Top of Record extracts

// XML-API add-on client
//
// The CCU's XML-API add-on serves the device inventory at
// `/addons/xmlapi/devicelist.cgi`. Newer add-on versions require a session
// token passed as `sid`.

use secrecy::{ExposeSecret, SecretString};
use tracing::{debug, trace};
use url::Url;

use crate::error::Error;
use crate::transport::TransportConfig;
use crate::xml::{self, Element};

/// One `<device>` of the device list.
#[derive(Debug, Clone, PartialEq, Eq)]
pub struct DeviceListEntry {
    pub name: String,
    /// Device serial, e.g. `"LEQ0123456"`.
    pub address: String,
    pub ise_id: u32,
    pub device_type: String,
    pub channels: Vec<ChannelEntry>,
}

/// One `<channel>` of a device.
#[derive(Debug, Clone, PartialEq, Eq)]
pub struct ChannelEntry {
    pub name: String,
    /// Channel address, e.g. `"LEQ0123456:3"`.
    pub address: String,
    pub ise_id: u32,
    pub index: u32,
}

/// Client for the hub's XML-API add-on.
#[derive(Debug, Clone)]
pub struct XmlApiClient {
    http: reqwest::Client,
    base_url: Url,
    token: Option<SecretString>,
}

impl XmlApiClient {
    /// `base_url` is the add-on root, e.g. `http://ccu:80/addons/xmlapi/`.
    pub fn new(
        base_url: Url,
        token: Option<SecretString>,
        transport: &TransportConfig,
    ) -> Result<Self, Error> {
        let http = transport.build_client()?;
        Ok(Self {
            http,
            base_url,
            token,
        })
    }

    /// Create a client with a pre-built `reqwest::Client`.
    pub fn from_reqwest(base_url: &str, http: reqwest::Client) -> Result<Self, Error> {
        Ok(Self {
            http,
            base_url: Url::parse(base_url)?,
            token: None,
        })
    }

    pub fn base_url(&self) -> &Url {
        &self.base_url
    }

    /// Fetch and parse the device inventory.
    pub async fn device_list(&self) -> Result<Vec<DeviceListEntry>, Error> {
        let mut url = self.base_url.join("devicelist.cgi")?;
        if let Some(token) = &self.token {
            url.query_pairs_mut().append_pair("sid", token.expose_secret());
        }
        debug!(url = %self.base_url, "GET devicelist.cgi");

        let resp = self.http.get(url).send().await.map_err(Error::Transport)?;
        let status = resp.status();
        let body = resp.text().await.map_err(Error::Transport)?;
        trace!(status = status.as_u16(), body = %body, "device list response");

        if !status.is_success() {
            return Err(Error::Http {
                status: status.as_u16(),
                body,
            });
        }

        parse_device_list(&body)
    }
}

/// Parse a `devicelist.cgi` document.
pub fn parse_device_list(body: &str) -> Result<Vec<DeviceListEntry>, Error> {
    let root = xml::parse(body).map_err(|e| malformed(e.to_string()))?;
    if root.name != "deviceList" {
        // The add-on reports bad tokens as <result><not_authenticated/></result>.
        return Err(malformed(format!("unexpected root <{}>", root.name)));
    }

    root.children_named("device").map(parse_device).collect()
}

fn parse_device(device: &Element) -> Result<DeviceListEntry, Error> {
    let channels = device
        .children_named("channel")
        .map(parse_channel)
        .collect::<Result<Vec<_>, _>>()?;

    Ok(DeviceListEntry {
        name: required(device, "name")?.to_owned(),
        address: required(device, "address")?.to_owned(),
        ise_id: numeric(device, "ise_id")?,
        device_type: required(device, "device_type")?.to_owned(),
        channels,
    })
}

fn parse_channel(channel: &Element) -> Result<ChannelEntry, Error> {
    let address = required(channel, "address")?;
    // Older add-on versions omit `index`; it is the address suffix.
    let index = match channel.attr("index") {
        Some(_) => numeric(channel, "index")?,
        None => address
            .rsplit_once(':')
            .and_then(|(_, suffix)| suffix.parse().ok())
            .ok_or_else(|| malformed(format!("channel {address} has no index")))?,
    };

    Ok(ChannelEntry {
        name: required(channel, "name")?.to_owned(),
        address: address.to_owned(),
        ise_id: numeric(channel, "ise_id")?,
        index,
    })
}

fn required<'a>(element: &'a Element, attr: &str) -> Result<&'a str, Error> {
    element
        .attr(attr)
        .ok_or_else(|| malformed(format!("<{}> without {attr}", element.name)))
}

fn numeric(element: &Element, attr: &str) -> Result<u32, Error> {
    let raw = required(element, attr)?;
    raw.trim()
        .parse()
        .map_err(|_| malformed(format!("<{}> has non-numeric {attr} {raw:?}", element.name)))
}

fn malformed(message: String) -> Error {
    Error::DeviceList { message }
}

Bottom of Record extracts
Top of Record extracts

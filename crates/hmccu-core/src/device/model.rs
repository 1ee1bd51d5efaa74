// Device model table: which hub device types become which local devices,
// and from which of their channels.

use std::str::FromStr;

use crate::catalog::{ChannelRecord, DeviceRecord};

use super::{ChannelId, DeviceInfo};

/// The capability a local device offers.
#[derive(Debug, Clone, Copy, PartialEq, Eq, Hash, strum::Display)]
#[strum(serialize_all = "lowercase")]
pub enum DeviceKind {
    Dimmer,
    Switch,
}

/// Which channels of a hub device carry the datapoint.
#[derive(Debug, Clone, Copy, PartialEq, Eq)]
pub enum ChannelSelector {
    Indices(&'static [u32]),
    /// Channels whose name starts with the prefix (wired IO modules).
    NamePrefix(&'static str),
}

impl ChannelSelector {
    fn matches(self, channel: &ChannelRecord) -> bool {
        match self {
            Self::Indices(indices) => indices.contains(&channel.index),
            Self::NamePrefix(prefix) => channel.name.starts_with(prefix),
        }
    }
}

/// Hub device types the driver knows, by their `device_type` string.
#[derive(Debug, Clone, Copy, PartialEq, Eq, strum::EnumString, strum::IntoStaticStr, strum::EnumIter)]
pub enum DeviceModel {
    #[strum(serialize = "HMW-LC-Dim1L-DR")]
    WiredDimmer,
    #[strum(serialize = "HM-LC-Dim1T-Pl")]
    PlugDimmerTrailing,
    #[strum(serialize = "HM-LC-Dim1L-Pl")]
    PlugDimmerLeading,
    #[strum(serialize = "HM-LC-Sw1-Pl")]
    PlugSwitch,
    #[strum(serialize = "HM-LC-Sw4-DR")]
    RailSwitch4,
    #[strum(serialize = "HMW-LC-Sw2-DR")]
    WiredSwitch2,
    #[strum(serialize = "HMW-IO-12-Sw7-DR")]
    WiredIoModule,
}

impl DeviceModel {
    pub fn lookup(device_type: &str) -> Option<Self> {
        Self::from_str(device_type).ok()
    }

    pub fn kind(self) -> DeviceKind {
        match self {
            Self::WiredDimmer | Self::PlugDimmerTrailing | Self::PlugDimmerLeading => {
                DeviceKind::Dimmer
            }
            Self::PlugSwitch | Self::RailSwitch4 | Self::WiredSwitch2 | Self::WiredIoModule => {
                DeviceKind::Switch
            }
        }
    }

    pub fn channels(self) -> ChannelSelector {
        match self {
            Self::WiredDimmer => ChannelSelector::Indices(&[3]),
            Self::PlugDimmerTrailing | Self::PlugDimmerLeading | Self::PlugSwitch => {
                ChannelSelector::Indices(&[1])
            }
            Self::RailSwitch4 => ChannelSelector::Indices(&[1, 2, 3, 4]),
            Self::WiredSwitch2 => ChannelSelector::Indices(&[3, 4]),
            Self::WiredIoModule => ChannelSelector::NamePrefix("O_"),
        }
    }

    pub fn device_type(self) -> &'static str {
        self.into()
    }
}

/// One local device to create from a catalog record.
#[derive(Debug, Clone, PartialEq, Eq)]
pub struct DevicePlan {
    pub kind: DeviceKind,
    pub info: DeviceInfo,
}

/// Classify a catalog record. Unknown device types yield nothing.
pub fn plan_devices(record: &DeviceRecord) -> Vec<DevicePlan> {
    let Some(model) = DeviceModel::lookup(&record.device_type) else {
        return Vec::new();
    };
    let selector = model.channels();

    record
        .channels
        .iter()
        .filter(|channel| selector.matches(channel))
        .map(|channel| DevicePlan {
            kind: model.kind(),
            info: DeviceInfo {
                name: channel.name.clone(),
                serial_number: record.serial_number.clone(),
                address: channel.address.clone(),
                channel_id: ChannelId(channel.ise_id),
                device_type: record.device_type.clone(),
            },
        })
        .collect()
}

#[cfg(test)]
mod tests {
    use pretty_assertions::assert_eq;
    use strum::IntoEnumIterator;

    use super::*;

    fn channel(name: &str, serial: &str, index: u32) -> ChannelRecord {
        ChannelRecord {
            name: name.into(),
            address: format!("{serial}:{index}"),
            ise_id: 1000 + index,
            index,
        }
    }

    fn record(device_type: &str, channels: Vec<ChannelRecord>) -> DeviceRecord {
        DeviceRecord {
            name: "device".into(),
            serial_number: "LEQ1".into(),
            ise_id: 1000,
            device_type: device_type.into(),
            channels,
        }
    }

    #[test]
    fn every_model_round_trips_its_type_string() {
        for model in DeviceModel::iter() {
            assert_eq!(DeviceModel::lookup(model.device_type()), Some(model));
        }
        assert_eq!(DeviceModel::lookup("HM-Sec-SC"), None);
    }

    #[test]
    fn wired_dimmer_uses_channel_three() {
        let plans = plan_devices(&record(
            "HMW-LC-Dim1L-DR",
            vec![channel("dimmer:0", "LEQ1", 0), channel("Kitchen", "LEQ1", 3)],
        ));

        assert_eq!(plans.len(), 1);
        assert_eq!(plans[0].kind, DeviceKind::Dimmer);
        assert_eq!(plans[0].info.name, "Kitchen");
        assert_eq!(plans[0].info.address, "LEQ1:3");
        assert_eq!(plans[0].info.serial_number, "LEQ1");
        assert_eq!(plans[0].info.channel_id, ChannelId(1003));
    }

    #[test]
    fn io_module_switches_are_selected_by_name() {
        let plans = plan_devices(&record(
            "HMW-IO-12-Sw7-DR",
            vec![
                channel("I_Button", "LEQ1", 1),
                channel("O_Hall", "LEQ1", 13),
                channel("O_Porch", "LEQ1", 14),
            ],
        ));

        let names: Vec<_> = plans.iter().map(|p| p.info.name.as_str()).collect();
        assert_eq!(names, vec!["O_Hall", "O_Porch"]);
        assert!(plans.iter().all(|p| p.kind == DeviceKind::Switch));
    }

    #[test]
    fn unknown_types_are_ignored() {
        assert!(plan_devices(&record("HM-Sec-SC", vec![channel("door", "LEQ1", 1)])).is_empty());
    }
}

Bottom of Record extracts

To do
After locating the line with "XML-API add-on client" above, return that line and every later line through the one with "Create a client", word for word and with nothing else.

Final answer
// XML-API add-on client
//
// The CCU's XML-API add-on serves the device inventory at
// `/addons/xmlapi/devicelist.cgi`. Newer add-on versions require a session
// token passed as `sid`.

use secrecy::{ExposeSecret, SecretString};
use tracing::{debug, trace};
use url::Url;

use crate::error::Error;
use crate::transport::TransportConfig;
use crate::xml::{self, Element};

/// One `<device>` of the device list.
#[derive(Debug, Clone, PartialEq, Eq)]
pub struct DeviceListEntry {
    pub name: String,
    /// Device serial, e.g. `"LEQ0123456"`.
    pub address: String,
    pub ise_id: u32,
    pub device_type: String,
    pub channels: Vec<ChannelEntry>,
}

/// One `<channel>` of a device.
#[derive(Debug, Clone, PartialEq, Eq)]
pub struct ChannelEntry {
    pub name: String,
    /// Channel address, e.g. `"LEQ0123456:3"`.
    pub address: String,
    pub ise_id: u32,
    pub index: u32,
}

/// Client for the hub's XML-API add-on.
#[derive(Debug, Clone)]
pub struct XmlApiClient {
    http: reqwest::Client,
    base_url: Url,
    token: Option<SecretString>,
}

impl XmlApiClient {
    /// `base_url` is the add-on root, e.g. `http://ccu:80/addons/xmlapi/`.
    pub fn new(
        base_url: Url,
        token: Option<SecretString>,
        transport: &TransportConfig,
    ) -> Result<Self, Error> {
        let http = transport.build_client()?;
        Ok(Self {
            http,
            base_url,
            token,
        })
    }

    /// Create a client with a pre-built `reqwest::Client`.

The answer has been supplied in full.